• [Data shown]:

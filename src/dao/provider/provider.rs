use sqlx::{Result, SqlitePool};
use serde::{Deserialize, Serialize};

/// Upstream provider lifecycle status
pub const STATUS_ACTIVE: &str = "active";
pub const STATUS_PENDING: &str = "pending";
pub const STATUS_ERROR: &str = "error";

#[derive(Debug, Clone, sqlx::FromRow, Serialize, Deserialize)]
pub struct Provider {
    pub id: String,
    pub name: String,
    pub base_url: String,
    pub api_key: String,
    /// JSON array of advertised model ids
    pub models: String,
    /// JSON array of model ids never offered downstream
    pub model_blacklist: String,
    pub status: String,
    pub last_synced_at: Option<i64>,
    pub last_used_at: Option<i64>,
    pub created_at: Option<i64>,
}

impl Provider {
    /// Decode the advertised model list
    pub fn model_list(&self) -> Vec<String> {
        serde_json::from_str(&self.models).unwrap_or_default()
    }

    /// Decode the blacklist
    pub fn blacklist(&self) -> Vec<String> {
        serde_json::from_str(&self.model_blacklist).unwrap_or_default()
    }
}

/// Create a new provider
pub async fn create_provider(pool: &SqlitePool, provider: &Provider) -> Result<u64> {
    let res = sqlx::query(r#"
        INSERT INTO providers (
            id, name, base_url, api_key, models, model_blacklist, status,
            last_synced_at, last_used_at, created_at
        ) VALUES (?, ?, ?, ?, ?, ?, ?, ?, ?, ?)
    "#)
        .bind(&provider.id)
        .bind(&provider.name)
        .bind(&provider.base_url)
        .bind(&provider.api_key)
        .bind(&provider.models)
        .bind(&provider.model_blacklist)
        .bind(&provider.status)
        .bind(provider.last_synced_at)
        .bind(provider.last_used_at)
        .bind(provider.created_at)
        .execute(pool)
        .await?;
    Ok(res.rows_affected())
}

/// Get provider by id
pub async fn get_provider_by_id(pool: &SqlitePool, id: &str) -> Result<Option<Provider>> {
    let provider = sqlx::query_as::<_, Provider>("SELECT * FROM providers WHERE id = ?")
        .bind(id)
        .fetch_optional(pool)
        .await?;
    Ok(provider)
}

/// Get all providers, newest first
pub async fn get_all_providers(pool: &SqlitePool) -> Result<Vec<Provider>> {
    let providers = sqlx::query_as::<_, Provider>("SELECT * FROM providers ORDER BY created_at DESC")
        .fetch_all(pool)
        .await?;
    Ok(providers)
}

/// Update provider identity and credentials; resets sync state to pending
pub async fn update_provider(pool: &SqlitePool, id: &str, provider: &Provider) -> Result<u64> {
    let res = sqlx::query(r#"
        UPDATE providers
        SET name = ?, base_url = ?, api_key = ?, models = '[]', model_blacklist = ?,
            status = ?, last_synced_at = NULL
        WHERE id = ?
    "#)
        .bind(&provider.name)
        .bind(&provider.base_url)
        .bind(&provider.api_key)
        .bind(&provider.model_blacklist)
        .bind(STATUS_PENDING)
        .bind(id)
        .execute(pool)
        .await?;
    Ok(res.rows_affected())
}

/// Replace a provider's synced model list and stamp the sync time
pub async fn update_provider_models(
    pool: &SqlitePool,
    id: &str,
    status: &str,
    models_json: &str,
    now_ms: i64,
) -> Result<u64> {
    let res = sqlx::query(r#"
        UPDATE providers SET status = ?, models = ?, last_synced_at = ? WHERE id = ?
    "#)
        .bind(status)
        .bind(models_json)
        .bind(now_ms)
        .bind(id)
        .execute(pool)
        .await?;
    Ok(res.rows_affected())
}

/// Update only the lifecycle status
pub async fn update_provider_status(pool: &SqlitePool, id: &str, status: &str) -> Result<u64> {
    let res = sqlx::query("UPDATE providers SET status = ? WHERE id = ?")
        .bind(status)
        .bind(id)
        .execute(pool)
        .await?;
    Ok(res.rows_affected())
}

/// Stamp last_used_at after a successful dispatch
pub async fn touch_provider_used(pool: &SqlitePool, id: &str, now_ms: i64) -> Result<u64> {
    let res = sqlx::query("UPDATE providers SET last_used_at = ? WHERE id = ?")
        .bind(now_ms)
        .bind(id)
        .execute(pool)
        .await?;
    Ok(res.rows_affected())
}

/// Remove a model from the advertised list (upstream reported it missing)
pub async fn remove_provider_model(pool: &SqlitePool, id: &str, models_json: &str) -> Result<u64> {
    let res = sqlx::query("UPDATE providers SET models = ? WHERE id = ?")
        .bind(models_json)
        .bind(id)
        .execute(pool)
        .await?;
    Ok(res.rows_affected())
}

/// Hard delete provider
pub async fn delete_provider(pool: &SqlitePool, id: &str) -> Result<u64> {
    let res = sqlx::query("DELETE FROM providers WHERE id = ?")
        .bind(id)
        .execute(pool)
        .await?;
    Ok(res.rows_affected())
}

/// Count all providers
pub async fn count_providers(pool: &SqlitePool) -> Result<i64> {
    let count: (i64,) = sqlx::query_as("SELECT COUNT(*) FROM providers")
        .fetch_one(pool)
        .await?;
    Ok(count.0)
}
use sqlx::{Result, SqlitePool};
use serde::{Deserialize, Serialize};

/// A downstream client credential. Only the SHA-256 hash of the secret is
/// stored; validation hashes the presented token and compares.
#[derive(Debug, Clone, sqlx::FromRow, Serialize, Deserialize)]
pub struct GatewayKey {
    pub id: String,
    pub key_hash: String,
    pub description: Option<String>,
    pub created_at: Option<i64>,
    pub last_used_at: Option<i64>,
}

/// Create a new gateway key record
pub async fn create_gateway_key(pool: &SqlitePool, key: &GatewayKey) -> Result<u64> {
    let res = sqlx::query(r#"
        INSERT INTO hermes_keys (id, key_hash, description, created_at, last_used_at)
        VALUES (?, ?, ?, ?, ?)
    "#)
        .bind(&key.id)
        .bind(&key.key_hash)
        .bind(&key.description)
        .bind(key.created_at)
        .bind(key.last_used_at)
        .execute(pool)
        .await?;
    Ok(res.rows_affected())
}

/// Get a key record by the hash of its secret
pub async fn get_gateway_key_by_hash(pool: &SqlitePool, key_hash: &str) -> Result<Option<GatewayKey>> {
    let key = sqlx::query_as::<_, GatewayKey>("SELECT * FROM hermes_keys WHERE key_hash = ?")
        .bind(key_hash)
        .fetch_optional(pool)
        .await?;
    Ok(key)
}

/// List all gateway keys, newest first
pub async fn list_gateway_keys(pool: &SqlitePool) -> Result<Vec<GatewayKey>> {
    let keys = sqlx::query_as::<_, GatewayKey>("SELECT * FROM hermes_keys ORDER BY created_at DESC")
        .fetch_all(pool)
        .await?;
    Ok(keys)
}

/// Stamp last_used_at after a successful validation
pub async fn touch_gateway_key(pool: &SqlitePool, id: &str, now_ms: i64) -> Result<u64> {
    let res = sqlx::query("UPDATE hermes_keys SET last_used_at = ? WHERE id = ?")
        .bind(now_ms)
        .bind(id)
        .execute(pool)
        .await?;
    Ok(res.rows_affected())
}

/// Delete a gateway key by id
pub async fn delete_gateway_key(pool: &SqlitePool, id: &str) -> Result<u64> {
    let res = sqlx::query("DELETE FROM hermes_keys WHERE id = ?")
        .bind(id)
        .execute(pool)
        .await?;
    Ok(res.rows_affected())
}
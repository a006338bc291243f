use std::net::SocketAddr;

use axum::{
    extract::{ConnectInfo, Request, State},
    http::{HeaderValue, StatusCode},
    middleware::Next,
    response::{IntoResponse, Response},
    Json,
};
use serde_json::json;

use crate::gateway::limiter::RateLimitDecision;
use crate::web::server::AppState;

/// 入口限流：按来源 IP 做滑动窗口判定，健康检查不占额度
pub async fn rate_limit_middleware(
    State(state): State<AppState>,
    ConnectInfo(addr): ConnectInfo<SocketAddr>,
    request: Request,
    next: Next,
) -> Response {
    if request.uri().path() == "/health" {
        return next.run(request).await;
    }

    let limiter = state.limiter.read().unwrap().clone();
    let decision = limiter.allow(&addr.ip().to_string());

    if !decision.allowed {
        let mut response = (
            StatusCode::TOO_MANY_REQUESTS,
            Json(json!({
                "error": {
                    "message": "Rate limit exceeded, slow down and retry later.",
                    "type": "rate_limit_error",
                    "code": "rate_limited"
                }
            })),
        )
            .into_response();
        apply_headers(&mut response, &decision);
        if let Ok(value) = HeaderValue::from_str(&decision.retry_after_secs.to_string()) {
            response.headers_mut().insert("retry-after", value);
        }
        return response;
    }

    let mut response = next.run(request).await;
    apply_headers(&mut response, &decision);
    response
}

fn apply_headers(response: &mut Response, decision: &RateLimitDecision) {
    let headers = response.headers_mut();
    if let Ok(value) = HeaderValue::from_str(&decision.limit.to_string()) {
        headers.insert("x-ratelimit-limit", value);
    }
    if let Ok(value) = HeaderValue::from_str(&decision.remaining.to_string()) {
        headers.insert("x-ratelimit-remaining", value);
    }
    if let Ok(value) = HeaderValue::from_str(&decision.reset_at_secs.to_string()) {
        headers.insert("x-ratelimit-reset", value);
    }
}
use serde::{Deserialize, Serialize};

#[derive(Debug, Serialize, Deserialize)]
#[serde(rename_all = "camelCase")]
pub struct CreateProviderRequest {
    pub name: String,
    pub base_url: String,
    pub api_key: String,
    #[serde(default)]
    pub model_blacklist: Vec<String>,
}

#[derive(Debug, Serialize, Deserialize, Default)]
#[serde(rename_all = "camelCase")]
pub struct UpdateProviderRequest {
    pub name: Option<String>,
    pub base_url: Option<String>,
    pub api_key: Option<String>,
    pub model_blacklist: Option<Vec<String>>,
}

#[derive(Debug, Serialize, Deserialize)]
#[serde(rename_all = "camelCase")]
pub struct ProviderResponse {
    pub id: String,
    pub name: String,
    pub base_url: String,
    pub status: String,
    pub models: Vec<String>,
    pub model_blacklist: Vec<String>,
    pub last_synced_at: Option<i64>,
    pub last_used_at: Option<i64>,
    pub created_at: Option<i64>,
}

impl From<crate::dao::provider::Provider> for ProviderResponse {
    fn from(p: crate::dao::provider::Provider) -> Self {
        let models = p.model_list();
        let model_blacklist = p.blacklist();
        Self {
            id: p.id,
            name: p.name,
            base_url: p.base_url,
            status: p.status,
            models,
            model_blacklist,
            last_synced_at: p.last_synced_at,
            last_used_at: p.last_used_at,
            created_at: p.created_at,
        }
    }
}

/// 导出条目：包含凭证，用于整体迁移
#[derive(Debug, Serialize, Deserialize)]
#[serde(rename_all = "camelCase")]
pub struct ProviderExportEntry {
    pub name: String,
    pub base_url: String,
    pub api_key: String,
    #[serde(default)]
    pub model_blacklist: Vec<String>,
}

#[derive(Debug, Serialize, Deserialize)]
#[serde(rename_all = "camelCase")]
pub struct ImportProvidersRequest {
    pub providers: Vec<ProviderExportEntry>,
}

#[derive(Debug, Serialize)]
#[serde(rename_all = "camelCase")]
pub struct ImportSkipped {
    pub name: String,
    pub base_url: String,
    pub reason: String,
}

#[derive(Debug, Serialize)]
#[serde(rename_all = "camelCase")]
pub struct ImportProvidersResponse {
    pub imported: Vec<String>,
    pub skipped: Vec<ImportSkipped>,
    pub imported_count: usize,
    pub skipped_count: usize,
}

• [Problem]: Set down the lines of the records exactly, from the first one through the line containing "INSERT INTO providers", and add nothing else.

• [Exercise answer]:
filename src/dao/provider/provider.rs
use sqlx::{Result, SqlitePool};
use serde::{Deserialize, Serialize};

/// Upstream provider lifecycle status
pub const STATUS_ACTIVE: &str = "active";
pub const STATUS_PENDING: &str = "pending";
pub const STATUS_ERROR: &str = "error";

#[derive(Debug, Clone, sqlx::FromRow, Serialize, Deserialize)]
pub struct Provider {
    pub id: String,
    pub name: String,
    pub base_url: String,
    pub api_key: String,
    /// JSON array of advertised model ids
    pub models: String,
    /// JSON array of model ids never offered downstream
    pub model_blacklist: String,
    pub status: String,
    pub last_synced_at: Option<i64>,
    pub last_used_at: Option<i64>,
    pub created_at: Option<i64>,
}

impl Provider {
    /// Decode the advertised model list
    pub fn model_list(&self) -> Vec<String> {
        serde_json::from_str(&self.models).unwrap_or_default()
    }

    /// Decode the blacklist
    pub fn blacklist(&self) -> Vec<String> {
        serde_json::from_str(&self.model_blacklist).unwrap_or_default()
    }
}

/// Create a new provider
pub async fn create_provider(pool: &SqlitePool, provider: &Provider) -> Result<u64> {
    let res = sqlx::query(r#"
        INSERT INTO providers (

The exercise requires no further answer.